Nicknamed “Fess” (short for “Professor”) by those close to him and his collaborators, Avery was a discreet, unmarried man who lived for his laboratory. He shunned the spotlight and never made any grand public statements about the importance of his discovery.

His work built on a strange experiment carried out in 1928 by Frederick Griffith: dead bacteria could “transform” harmless living bacteria into dangerous ones. Avery devoted years to figuring out which substance caused this transformation — and the answer was DNA.

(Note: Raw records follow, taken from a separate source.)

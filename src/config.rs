//! Session configuration

use crate::debounce::DEFAULT_QUIET_PERIOD;
use crate::decoder::ChunkFormat;
use crate::error::ConfigError;
use crate::playback::AudioOutput;
use std::time::Duration;
use url::Url;

/// Sample rate assumed for headerless PCM chunks unless configured otherwise
pub const DEFAULT_PCM_RATE: u32 = 24_000;

#[derive(Debug, Clone)]
pub struct SessionConfig {
    /// Chat endpoint, without the token
    pub url: String,
    /// Silence after the last chunk that ends a remote audio turn
    pub quiet_period: Duration,
    /// Initial state of the audio toggle
    pub audio_enabled: bool,
    pub chunk_format: ChunkFormat,
    pub output: AudioOutput,
}

impl Default for SessionConfig {
    fn default() -> Self {
        Self {
            url: "ws://localhost:8000/ws".to_string(),
            quiet_period: DEFAULT_QUIET_PERIOD,
            audio_enabled: true,
            chunk_format: ChunkFormat::Wav,
            output: AudioOutput::default(),
        }
    }
}

impl SessionConfig {
    /// Defaults overridden by `WAVECHAT_*` environment variables.
    pub fn from_env() -> Result<Self, ConfigError> {
        Self::from_lookup(|key| std::env::var(key).ok())
    }

    pub fn from_lookup<F>(lookup: F) -> Result<Self, ConfigError>
    where
        F: Fn(&str) -> Option<String>,
    {
        let mut config = Self::default();

        if let Some(url) = lookup("WAVECHAT_URL") {
            config.url = url;
        }
        if let Some(ms) = lookup("WAVECHAT_QUIET_MS") {
            let ms: u64 = parse(&ms, "WAVECHAT_QUIET_MS")?;
            if ms == 0 {
                return Err(invalid("WAVECHAT_QUIET_MS", "must be greater than zero"));
            }
            config.quiet_period = Duration::from_millis(ms);
        }
        if let Some(audio) = lookup("WAVECHAT_AUDIO") {
            config.audio_enabled = match audio.trim() {
                "on" | "true" | "1" => true,
                "off" | "false" | "0" => false,
                other => return Err(invalid("WAVECHAT_AUDIO", &format!("{:?} is not on/off", other))),
            };
        }
        if let Some(format) = lookup("WAVECHAT_CHUNK_FORMAT") {
            config.chunk_format = match format.trim() {
                "wav" => ChunkFormat::Wav,
                "pcm16" => {
                    let sample_rate = match lookup("WAVECHAT_PCM_RATE") {
                        Some(v) => parse(&v, "WAVECHAT_PCM_RATE")?,
                        None => DEFAULT_PCM_RATE,
                    };
                    let channels = match lookup("WAVECHAT_PCM_CHANNELS") {
                        Some(v) => parse(&v, "WAVECHAT_PCM_CHANNELS")?,
                        None => 1,
                    };
                    if sample_rate == 0 || channels == 0 {
                        return Err(invalid("WAVECHAT_PCM_RATE", "rate and channels must be non-zero"));
                    }
                    ChunkFormat::Pcm16 { sample_rate, channels }
                }
                other => {
                    return Err(invalid(
                        "WAVECHAT_CHUNK_FORMAT",
                        &format!("{:?} is not wav or pcm16", other),
                    ))
                }
            };
        }
        if let Some(output) = lookup("WAVECHAT_OUTPUT") {
            config.output = output
                .parse()
                .map_err(|reason: String| invalid("WAVECHAT_OUTPUT", &reason))?;
        }

        config.base_url()?;
        Ok(config)
    }

    /// The configured endpoint, checked to be a websocket URL.
    pub fn base_url(&self) -> Result<Url, ConfigError> {
        let url = Url::parse(&self.url)?;
        match url.scheme() {
            "ws" | "wss" => Ok(url),
            other => Err(ConfigError::Scheme(other.to_string())),
        }
    }

    /// The endpoint with the bearer token attached as a query parameter.
    pub fn endpoint(&self, token: &str) -> Result<Url, ConfigError> {
        let mut url = self.base_url()?;
        url.query_pairs_mut().append_pair("token", token);
        Ok(url)
    }
}

fn parse<T: std::str::FromStr>(value: &str, var: &'static str) -> Result<T, ConfigError>
where
    T::Err: std::fmt::Display,
{
    value
        .trim()
        .parse()
        .map_err(|e: T::Err| invalid(var, &e.to_string()))
}

fn invalid(var: &'static str, reason: &str) -> ConfigError {
    ConfigError::InvalidValue {
        var,
        reason: reason.to_string(),
    }
}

Although his discovery is now regarded as one of the most important of the 20th century, Avery never received the Nobel Prize. Many historians of science consider this oversight one of the greatest injustices in the history of the Nobel committee.

Primary Sources

Studies on the Chemical Nature of the Substance Inducing Transformation of Pneumococcal Types (Journal of Experimental Medicine) (1944)
The evidence presented supports the belief that a nucleic acid of the desoxyribose type is the fundamental unit of the transforming principle of Pneumococcus Type III.
Letter from Oswald Avery to his brother Roy Avery (1943)
If we are right, and of course this is not yet proven, it means that nucleic acids are not merely structurally important but that they are functionally active substances determining the biochemical properties of cells.
Studies on the Chemical Nature of the Substance Inducing Transformation (experimental follow-up) (1944)
When the active substance was treated with an enzyme that specifically degrades deoxyribonucleic acid, the transforming power disappeared entirely.

Key Places

Halifax, Nova Scotia (Canada)

Port city where Oswald Avery was born in 1877. His family lived there before emigrating to the United States.

Rockefeller Institute, New York

Research center where Avery worked from 1913 to 1948 and made his foundational discovery about DNA.

Columbia University, New York

University where Avery earned his medical degree in 1904 at the College of Physicians and Surgeons.

Nashville, Tennessee

City where Avery retired to live near his brother and where he died in 1955.